Thursday, 12 April 2018

CD Review (The Straits Times, April 2018)



STERNDALE BENNETT Sonata Op.13
SCHUMANN Symphonic Etudes Op.13
HIROAKI TAKENOUCHI, Piano
Artalinna A018 / ****1/2

William Sterndale Bennett (1816-1875) was one of the notable musical figures of the Victorian musical establishment, whose star has now faded into near oblivion, completely eclipsed by his contemporary continental colleagues. He was a close friend of the early Romantic German composers Felix Mendelssohn and Robert Schumann, with whom he shared a similar middle-class outlook to life and musical aesthetics.

Sterndale Bennett's sprawling Piano Sonata in F minor in four movements was composed in 1837 as a wedding gift for Mendelssohn.

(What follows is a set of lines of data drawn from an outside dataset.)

pub mod audit_log;
pub mod auth;
pub mod permission;
pub mod session_store;
pub mod token_issuer;
use chrono::{DateTime, Utc};
use sqlx::PgPool;

use crate::models::session::Session;
use crate::types::UserId;

pub async fn insert_session(pool: &PgPool, session: &Session) -> Result<(), sqlx::Error> {
    sqlx::query(
        r#"
        INSERT INTO sessions
            (id, user_id, refresh_token_hash, is_active, created_at, last_activity, expires_at,
             login_method, remember_me, role_claim, user_agent, ip_address)
        VALUES ($1, $2, $3, $4, $5, $6, $7, $8, $9, $10, $11, $12)
        "#,
    )
    .bind(&session.id)
    .bind(&session.user_id)
    .bind(&session.refresh_token_hash)
    .bind(session.is_active)
    .bind(session.created_at)
    .bind(session.last_activity)
    .bind(session.expires_at)
    .bind(&session.metadata.login_method)
    .bind(session.metadata.remember_me)
    .bind(&session.metadata.role_claim)
    .bind(&session.metadata.user_agent)
    .bind(&session.metadata.ip_address)
    .execute(pool)
    .await
    .map(|_| ())
}

pub async fn find_session_by_id(
    pool: &PgPool,
    session_id: &str,
) -> Result<Option<Session>, sqlx::Error> {
    sqlx::query_as::<_, Session>(
        r#"
        SELECT id, user_id, refresh_token_hash, is_active, created_at, last_activity, expires_at,
               login_method, remember_me, role_claim, user_agent, ip_address
        FROM sessions
        WHERE id = $1
        "#,
    )
    .bind(session_id)
    .fetch_optional(pool)
    .await
}

pub async fn find_active_session_by_token_hash(
    pool: &PgPool,
    token_hash: &str,
    now: DateTime<Utc>,
) -> Result<Option<Session>, sqlx::Error> {
    sqlx::query_as::<_, Session>(
        r#"
        SELECT id, user_id, refresh_token_hash, is_active, created_at, last_activity, expires_at,
               login_method, remember_me, role_claim, user_agent, ip_address
        FROM sessions
        WHERE refresh_token_hash = $1 AND is_active = TRUE AND expires_at > $2
        "#,
    )
    .bind(token_hash)
    .bind(now)
    .fetch_optional(pool)
    .await
}

/// Conditional rotation keyed on the current token hash. Under concurrent
/// refreshes with the same token, exactly one update matches a row; the
/// rest get `None`.
pub async fn rotate_session_tokens(
    pool: &PgPool,
    current_hash: &str,
    new_hash: &str,
    last_activity: DateTime<Utc>,
    expires_at: DateTime<Utc>,
    now: DateTime<Utc>,
) -> Result<Option<Session>, sqlx::Error> {
    sqlx::query_as::<_, Session>(
        r#"
        UPDATE sessions
        SET refresh_token_hash = $1,
            last_activity = $2,
            expires_at = $3
        WHERE refresh_token_hash = $4 AND is_active = TRUE AND expires_at > $5
        RETURNING id, user_id, refresh_token_hash, is_active, created_at, last_activity, expires_at,
                  login_method, remember_me, role_claim, user_agent, ip_address
        "#,
    )
    .bind(new_hash)
    .bind(last_activity)
    .bind(expires_at)
    .bind(current_hash)
    .bind(now)
    .fetch_optional(pool)
    .await
}

pub async fn deactivate_session(pool: &PgPool, session_id: &str) -> Result<bool, sqlx::Error> {
    let result = sqlx::query(
        r#"
        UPDATE sessions
        SET is_active = FALSE
        WHERE id = $1 AND is_active = TRUE
        "#,
    )
    .bind(session_id)
    .execute(pool)
    .await?;
    Ok(result.rows_affected() > 0)
}

pub async fn deactivate_user_sessions(
    pool: &PgPool,
    user_id: &UserId,
) -> Result<u64, sqlx::Error> {
    let result = sqlx::query(
        r#"
        UPDATE sessions
        SET is_active = FALSE
        WHERE user_id = $1 AND is_active = TRUE
        "#,
    )
    .bind(user_id)
    .execute(pool)
    .await?;
    Ok(result.rows_affected())
}

pub async fn count_active_sessions_per_user(
    pool: &PgPool,
    now: DateTime<Utc>,
) -> Result<Vec<(String, i64)>, sqlx::Error> {
    sqlx::query_as::<_, (String, i64)>(
        r#"
        SELECT user_id, COUNT(*)
        FROM sessions
        WHERE is_active = TRUE AND expires_at > $1
        GROUP BY user_id
        "#,
    )
    .bind(now)
    .fetch_all(pool)
    .await
}

/// Deletes expired and deactivated rows. Invalidation only flips
/// `is_active`; actual row removal happens here.
pub async fn purge_sessions(pool: &PgPool, now: DateTime<Utc>) -> Result<u64, sqlx::Error> {
    let result = sqlx::query("DELETE FROM sessions WHERE expires_at <= $1 OR is_active = FALSE")
        .bind(now)
        .execute(pool)
        .await?;
    Ok(result.rows_affected())
}
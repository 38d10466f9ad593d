pub mod config;
pub mod db;
pub mod docs;
pub mod error;
pub mod handlers;
pub mod middleware;
pub mod models;
pub mod repositories;
pub mod routes;
pub mod services;
pub mod state;
pub mod types;
pub mod utils;
pub mod validation;
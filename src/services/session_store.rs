use async_trait::async_trait;
use chrono::{DateTime, Duration, Utc};
use sqlx::PgPool;
use std::collections::HashMap;
use std::sync::Arc;
use tokio::sync::RwLock;

use crate::config::Config;
use crate::error::SessionError;
use crate::models::session::{
    CreatedSession, RefreshGrant, Session, SessionMetadata, SessionStats, SessionValidation,
    TokenPair,
};
use crate::repositories::session as session_repo;
use crate::services::token_issuer::TokenIssuer;
use crate::types::UserId;
use crate::utils::token::hash_refresh_token;

/// Storage port for sessions. Implementations must make
/// `rotate_refresh_token` an atomic compare-and-swap on the current token
/// hash: with concurrent rotations of the same token, exactly one caller
/// gets the updated session and the rest get `None`.
#[async_trait]
pub trait SessionBackend: Send + Sync {
    async fn insert(&self, session: Session) -> anyhow::Result<()>;
    async fn get(&self, session_id: &str) -> anyhow::Result<Option<Session>>;
    async fn find_active_by_token_hash(
        &self,
        token_hash: &str,
        now: DateTime<Utc>,
    ) -> anyhow::Result<Option<Session>>;
    async fn rotate_refresh_token(
        &self,
        current_hash: &str,
        new_hash: &str,
        last_activity: DateTime<Utc>,
        expires_at: DateTime<Utc>,
        now: DateTime<Utc>,
    ) -> anyhow::Result<Option<Session>>;
    /// Marks a session inactive. Returns false when it was already inactive
    /// or absent.
    async fn deactivate(&self, session_id: &str) -> anyhow::Result<bool>;
    async fn deactivate_user_sessions(&self, user_id: &UserId) -> anyhow::Result<u64>;
    async fn stats(&self, now: DateTime<Utc>) -> anyhow::Result<SessionStats>;
    async fn purge_expired(&self, now: DateTime<Utc>) -> anyhow::Result<u64>;
}

/// Process-local backend holding sessions in a map. Used by tests and
/// single-process deployments; rotation serializes on the write lock.
#[derive(Default)]
pub struct MemorySessionBackend {
    sessions: RwLock<HashMap<String, Session>>,
}

impl MemorySessionBackend {
    pub fn new() -> Self {
        Self::default()
    }
}

#[async_trait]
impl SessionBackend for MemorySessionBackend {
    async fn insert(&self, session: Session) -> anyhow::Result<()> {
        self.sessions
            .write()
            .await
            .insert(session.id.clone(), session);
        Ok(())
    }

    async fn get(&self, session_id: &str) -> anyhow::Result<Option<Session>> {
        Ok(self.sessions.read().await.get(session_id).cloned())
    }

    async fn find_active_by_token_hash(
        &self,
        token_hash: &str,
        now: DateTime<Utc>,
    ) -> anyhow::Result<Option<Session>> {
        Ok(self
            .sessions
            .read()
            .await
            .values()
            .find(|s| s.refresh_token_hash == token_hash && s.is_active && !s.is_expired(now))
            .cloned())
    }

    async fn rotate_refresh_token(
        &self,
        current_hash: &str,
        new_hash: &str,
        last_activity: DateTime<Utc>,
        expires_at: DateTime<Utc>,
        now: DateTime<Utc>,
    ) -> anyhow::Result<Option<Session>> {
        let mut sessions = self.sessions.write().await;
        let Some(session) = sessions
            .values_mut()
            .find(|s| s.refresh_token_hash == current_hash && s.is_active && !s.is_expired(now))
        else {
            return Ok(None);
        };
        session.refresh_token_hash = new_hash.to_string();
        session.last_activity = last_activity;
        session.expires_at = expires_at;
        Ok(Some(session.clone()))
    }

    async fn deactivate(&self, session_id: &str) -> anyhow::Result<bool> {
        let mut sessions = self.sessions.write().await;
        match sessions.get_mut(session_id) {
            Some(session) if session.is_active => {
                session.is_active = false;
                Ok(true)
            }
            _ => Ok(false),
        }
    }

    async fn deactivate_user_sessions(&self, user_id: &UserId) -> anyhow::Result<u64> {
        let mut sessions = self.sessions.write().await;
        let mut count = 0;
        for session in sessions
            .values_mut()
            .filter(|s| s.user_id == *user_id && s.is_active)
        {
            session.is_active = false;
            count += 1;
        }
        Ok(count)
    }

    async fn stats(&self, now: DateTime<Utc>) -> anyhow::Result<SessionStats> {
        let sessions = self.sessions.read().await;
        let mut sessions_per_user: HashMap<String, i64> = HashMap::new();
        let mut total_sessions = 0;
        for session in sessions.values().filter(|s| s.is_active && !s.is_expired(now)) {
            *sessions_per_user
                .entry(session.user_id.to_string())
                .or_insert(0) += 1;
            total_sessions += 1;
        }
        Ok(SessionStats {
            total_sessions,
            sessions_per_user,
        })
    }

    async fn purge_expired(&self, now: DateTime<Utc>) -> anyhow::Result<u64> {
        let mut sessions = self.sessions.write().await;
        let before = sessions.len();
        sessions.retain(|_, s| s.is_active && !s.is_expired(now));
        Ok((before - sessions.len()) as u64)
    }
}

/// Postgres-backed session storage. Rotation relies on the conditional
/// UPDATE in the repository for its compare-and-swap.
pub struct PgSessionBackend {
    pool: PgPool,
}

impl PgSessionBackend {
    pub fn new(pool: PgPool) -> Self {
        Self { pool }
    }
}

#[async_trait]
impl SessionBackend for PgSessionBackend {
    async fn insert(&self, session: Session) -> anyhow::Result<()> {
        session_repo::insert_session(&self.pool, &session).await?;
        Ok(())
    }

    async fn get(&self, session_id: &str) -> anyhow::Result<Option<Session>> {
        Ok(session_repo::find_session_by_id(&self.pool, session_id).await?)
    }

    async fn find_active_by_token_hash(
        &self,
        token_hash: &str,
        now: DateTime<Utc>,
    ) -> anyhow::Result<Option<Session>> {
        Ok(session_repo::find_active_session_by_token_hash(&self.pool, token_hash, now).await?)
    }

    async fn rotate_refresh_token(
        &self,
        current_hash: &str,
        new_hash: &str,
        last_activity: DateTime<Utc>,
        expires_at: DateTime<Utc>,
        now: DateTime<Utc>,
    ) -> anyhow::Result<Option<Session>> {
        Ok(session_repo::rotate_session_tokens(
            &self.pool,
            current_hash,
            new_hash,
            last_activity,
            expires_at,
            now,
        )
        .await?)
    }

    async fn deactivate(&self, session_id: &str) -> anyhow::Result<bool> {
        Ok(session_repo::deactivate_session(&self.pool, session_id).await?)
    }

    async fn deactivate_user_sessions(&self, user_id: &UserId) -> anyhow::Result<u64> {
        Ok(session_repo::deactivate_user_sessions(&self.pool, user_id).await?)
    }

    async fn stats(&self, now: DateTime<Utc>) -> anyhow::Result<SessionStats> {
        let rows = session_repo::count_active_sessions_per_user(&self.pool, now).await?;
        let total_sessions = rows.iter().map(|(_, count)| count).sum();
        let sessions_per_user = rows.into_iter().collect();
        Ok(SessionStats {
            total_sessions,
            sessions_per_user,
        })
    }

    async fn purge_expired(&self, now: DateTime<Utc>) -> anyhow::Result<u64> {
        Ok(session_repo::purge_sessions(&self.pool, now).await?)
    }
}

/// Owns the session lifecycle. All session state flows through here; the
/// storage backend is injected.
pub struct SessionStore {
    backend: Arc<dyn SessionBackend>,
    issuer: TokenIssuer,
    session_ttl: Duration,
    remember_me_ttl: Duration,
    refresh_threshold_percent: i64,
}

impl SessionStore {
    pub fn new(backend: Arc<dyn SessionBackend>, issuer: TokenIssuer, config: &Config) -> Self {
        Self {
            backend,
            issuer,
            session_ttl: Duration::minutes(config.session_ttl_minutes),
            remember_me_ttl: Duration::days(config.remember_me_ttl_days),
            refresh_threshold_percent: config.refresh_threshold_percent,
        }
    }

    fn ttl_for(&self, remember_me: bool) -> Duration {
        if remember_me {
            self.remember_me_ttl
        } else {
            self.session_ttl
        }
    }

    /// Creates a session and returns it with the one-time plaintext refresh
    /// token. The TTL depends on the remember-me flag in the metadata.
    pub async fn create_session(
        &self,
        user_id: UserId,
        metadata: SessionMetadata,
    ) -> anyhow::Result<CreatedSession> {
        let secret = self.issuer.issue_refresh_token();
        let ttl = self.ttl_for(metadata.remember_me);
        let session = Session::new(user_id, secret.hash, ttl, metadata);
        self.backend.insert(session.clone()).await?;

        tracing::debug!(session_id = %session.id, user_id = %session.user_id, "Session created");
        Ok(CreatedSession {
            session,
            refresh_token: secret.value,
        })
    }

    /// Checks a session by id. Absent, deactivated, and expired sessions all
    /// come back invalid; `needs_refresh` is set once the remaining lifetime
    /// drops under the configured percentage of the full TTL.
    pub async fn validate_session(&self, session_id: &str) -> anyhow::Result<SessionValidation> {
        let Some(session) = self.backend.get(session_id).await? else {
            return Ok(SessionValidation::invalid(SessionError::SessionInvalid));
        };

        let now = Utc::now();
        if !session.is_active || session.is_expired(now) {
            return Ok(SessionValidation::invalid(SessionError::SessionInvalid));
        }

        let full_ttl = self.ttl_for(session.metadata.remember_me);
        let threshold = full_ttl * (self.refresh_threshold_percent as i32) / 100;
        let needs_refresh = session.expires_at - now < threshold;

        Ok(SessionValidation::valid(session, needs_refresh))
    }

    /// Rotates the refresh token. Single-use: once a rotation lands, the old
    /// value is dead with no grace window. Concurrent calls with the same
    /// token produce exactly one winner; losers see `InvalidRefreshToken`.
    pub async fn refresh_tokens(&self, refresh_token: &str) -> Result<RefreshGrant, SessionError> {
        let token_hash = hash_refresh_token(refresh_token);
        let now = Utc::now();

        let current = self
            .backend
            .find_active_by_token_hash(&token_hash, now)
            .await
            .map_err(SessionError::TokenRefreshFailed)?;
        let Some(current) = current else {
            tracing::debug!("Refresh token does not match an active session");
            return Err(SessionError::InvalidRefreshToken);
        };

        let ttl = self.ttl_for(current.metadata.remember_me);
        let secret = self.issuer.issue_refresh_token();
        let rotated = self
            .backend
            .rotate_refresh_token(&token_hash, &secret.hash, now, now + ttl, now)
            .await
            .map_err(SessionError::TokenRefreshFailed)?;
        let Some(session) = rotated else {
            // Lost the race against a concurrent rotation of the same token.
            tracing::debug!(session_id = %current.id, "Refresh token rotation found no matching row");
            return Err(SessionError::InvalidRefreshToken);
        };

        let (access_token, _) = self
            .issuer
            .issue_access_token(
                &session.user_id,
                session.metadata.role_claim.as_deref(),
                &session.id,
            )
            .map_err(SessionError::TokenRefreshFailed)?;

        tracing::debug!(session_id = %session.id, "Refresh tokens rotated");
        Ok(RefreshGrant {
            tokens: TokenPair {
                access_token,
                refresh_token: secret.value,
                expires_in: self.issuer.access_token_ttl_seconds(),
            },
            session_id: session.id,
            user_id: session.user_id,
        })
    }

    /// Deactivates a session. Idempotent: unknown or already-inactive
    /// sessions are a no-op.
    pub async fn invalidate_session(&self, session_id: &str) -> anyhow::Result<()> {
        let deactivated = self.backend.deactivate(session_id).await?;
        if deactivated {
            tracing::debug!(session_id, "Session invalidated");
        }
        Ok(())
    }

    /// Deactivates every active session of a user, returning how many.
    pub async fn invalidate_user_sessions(&self, user_id: &UserId) -> anyhow::Result<u64> {
        let count = self.backend.deactivate_user_sessions(user_id).await?;
        tracing::debug!(%user_id, count, "User sessions invalidated");
        Ok(count)
    }

    pub async fn get_session(&self, session_id: &str) -> anyhow::Result<Option<Session>> {
        self.backend.get(session_id).await
    }

    pub async fn get_stats(&self) -> anyhow::Result<SessionStats> {
        self.backend.stats(Utc::now()).await
    }

    /// Removes expired and deactivated sessions from storage.
    pub async fn purge_expired(&self) -> anyhow::Result<u64> {
        self.backend.purge_expired(Utc::now()).await
    }
}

His style is unabashedly conservative, much in the genteel drawing-room manner of Mendelssohn's Songs Without Words, but its ambition is closer to Mendelssohn's own sonatas and Chopin's very early Sonata No.1, which are hardly played these days. Nevertheless, there is much to enjoy in its assiduous craft and pretty filigree. 

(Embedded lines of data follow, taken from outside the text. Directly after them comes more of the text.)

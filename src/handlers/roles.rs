//! Admin endpoints for role and permission management plus session stats.
//! Access is gated by permission checks, not by a hardcoded role.

use axum::{
    extract::{Extension, Path, State},
    http::StatusCode,
    Json,
};
use serde_json::{json, Value};

use crate::{
    error::AppError,
    middleware::auth::AuthContext,
    models::role::{AssignPermissions, CreatePermission, CreateRole, Permission, Role},
    models::session::SessionStats,
    services::permission::{ROLES_MANAGE, SESSIONS_READ},
    state::AppState,
    types::{PermissionId, RoleId},
    validation::Validate,
};

pub async fn list_roles(
    State(state): State<AppState>,
    Extension(context): Extension<AuthContext>,
) -> Result<Json<Vec<Role>>, AppError> {
    require(&state, &context, ROLES_MANAGE).await?;
    let roles = state.permissions.list_roles().await?;
    Ok(Json(roles))
}

pub async fn create_role(
    State(state): State<AppState>,
    Extension(context): Extension<AuthContext>,
    Json(payload): Json<CreateRole>,
) -> Result<(StatusCode, Json<Role>), AppError> {
    require(&state, &context, ROLES_MANAGE).await?;
    payload.validate()?;
    let role = state.permissions.create_role(payload).await?;
    Ok((StatusCode::CREATED, Json(role)))
}

pub async fn delete_role(
    State(state): State<AppState>,
    Extension(context): Extension<AuthContext>,
    Path(role_id): Path<String>,
) -> Result<StatusCode, AppError> {
    require(&state, &context, ROLES_MANAGE).await?;
    let role_id = parse_role_id(&role_id)?;
    state.permissions.delete_role(&role_id).await?;
    Ok(StatusCode::NO_CONTENT)
}

pub async fn get_role_permissions(
    State(state): State<AppState>,
    Extension(context): Extension<AuthContext>,
    Path(role_id): Path<String>,
) -> Result<Json<Vec<Permission>>, AppError> {
    require(&state, &context, ROLES_MANAGE).await?;
    let role_id = parse_role_id(&role_id)?;
    let permissions = state.permissions.get_permissions_by_role_id(&role_id).await?;
    Ok(Json(permissions))
}

pub async fn assign_role_permissions(
    State(state): State<AppState>,
    Extension(context): Extension<AuthContext>,
    Path(role_id): Path<String>,
    Json(payload): Json<AssignPermissions>,
) -> Result<Json<Value>, AppError> {
    require(&state, &context, ROLES_MANAGE).await?;
    let role_id = parse_role_id(&role_id)?;
    state
        .permissions
        .assign_permissions_to_role(&role_id, &payload.permission_ids)
        .await?;
    Ok(Json(json!({
        "message": "Permissions assigned",
        "role_id": role_id.to_string()
    })))
}

pub async fn replace_role_permissions(
    State(state): State<AppState>,
    Extension(context): Extension<AuthContext>,
    Path(role_id): Path<String>,
    Json(payload): Json<AssignPermissions>,
) -> Result<Json<Vec<Permission>>, AppError> {
    require(&state, &context, ROLES_MANAGE).await?;
    let role_id = parse_role_id(&role_id)?;
    let permissions = state
        .permissions
        .replace_role_permissions(&role_id, &payload.permission_ids)
        .await?;
    Ok(Json(permissions))
}

pub async fn list_permissions(
    State(state): State<AppState>,
    Extension(context): Extension<AuthContext>,
) -> Result<Json<Vec<Permission>>, AppError> {
    require(&state, &context, ROLES_MANAGE).await?;
    let permissions = state.permissions.list_permissions().await?;
    Ok(Json(permissions))
}

pub async fn create_permission(
    State(state): State<AppState>,
    Extension(context): Extension<AuthContext>,
    Json(payload): Json<CreatePermission>,
) -> Result<(StatusCode, Json<Permission>), AppError> {
    require(&state, &context, ROLES_MANAGE).await?;
    payload.validate()?;
    let permission = state.permissions.create_permission(payload).await?;
    Ok((StatusCode::CREATED, Json(permission)))
}

pub async fn delete_permission(
    State(state): State<AppState>,
    Extension(context): Extension<AuthContext>,
    Path(permission_id): Path<String>,
) -> Result<StatusCode, AppError> {
    require(&state, &context, ROLES_MANAGE).await?;
    let permission_id = parse_permission_id(&permission_id)?;
    state.permissions.delete_permission(&permission_id).await?;
    Ok(StatusCode::NO_CONTENT)
}

pub async fn session_stats(
    State(state): State<AppState>,
    Extension(context): Extension<AuthContext>,
) -> Result<Json<SessionStats>, AppError> {
    require(&state, &context, SESSIONS_READ).await?;
    let stats = state.sessions.get_stats().await?;
    Ok(Json(stats))
}

async fn require(
    state: &AppState,
    context: &AuthContext,
    permission: &str,
) -> Result<(), AppError> {
    Ok(state
        .permissions
        .require_permission(&context.user.user.id, permission)
        .await?)
}

fn parse_role_id(raw: &str) -> Result<RoleId, AppError> {
    raw.parse()
        .map_err(|_| AppError::BadRequest("Invalid role ID".to_string()))
}

fn parse_permission_id(raw: &str) -> Result<PermissionId, AppError> {
    raw.parse()
        .map_err(|_| AppError::BadRequest("Invalid permission ID".to_string()))
}

#[cfg(test)]
mod tests {
    use super::*;

    #[test]
    fn parse_role_id_accepts_uuid_strings() {
        let id = RoleId::new();
        assert_eq!(parse_role_id(&id.to_string()).unwrap(), id);
    }

    #[test]
    fn parse_role_id_rejects_garbage() {
        assert!(matches!(
            parse_role_id("not-a-uuid"),
            Err(AppError::BadRequest(_))
        ));
    }

    #[test]
    fn parse_permission_id_rejects_garbage() {
        assert!(parse_permission_id("").is_err());
    }
}
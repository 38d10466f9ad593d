pub mod audit_log;
pub mod role;
pub mod session;
pub mod user;

pub use audit_log::*;
pub use role::*;
pub use session::*;
pub use user::*;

Its coupling, Schumann's far more popular Symphonic Etudes, dates from 1834 and was dedicated to Sterndale Bennett. London-based Japanese pianist Hiroaki Takenouchi plays the earlier edition, which does not include the five posthumous variations, but has a slightly longer and fussier final variation that might raise eyebrows. The obvious dedication and virtuosity displayed in his hands make both works well worth hearing.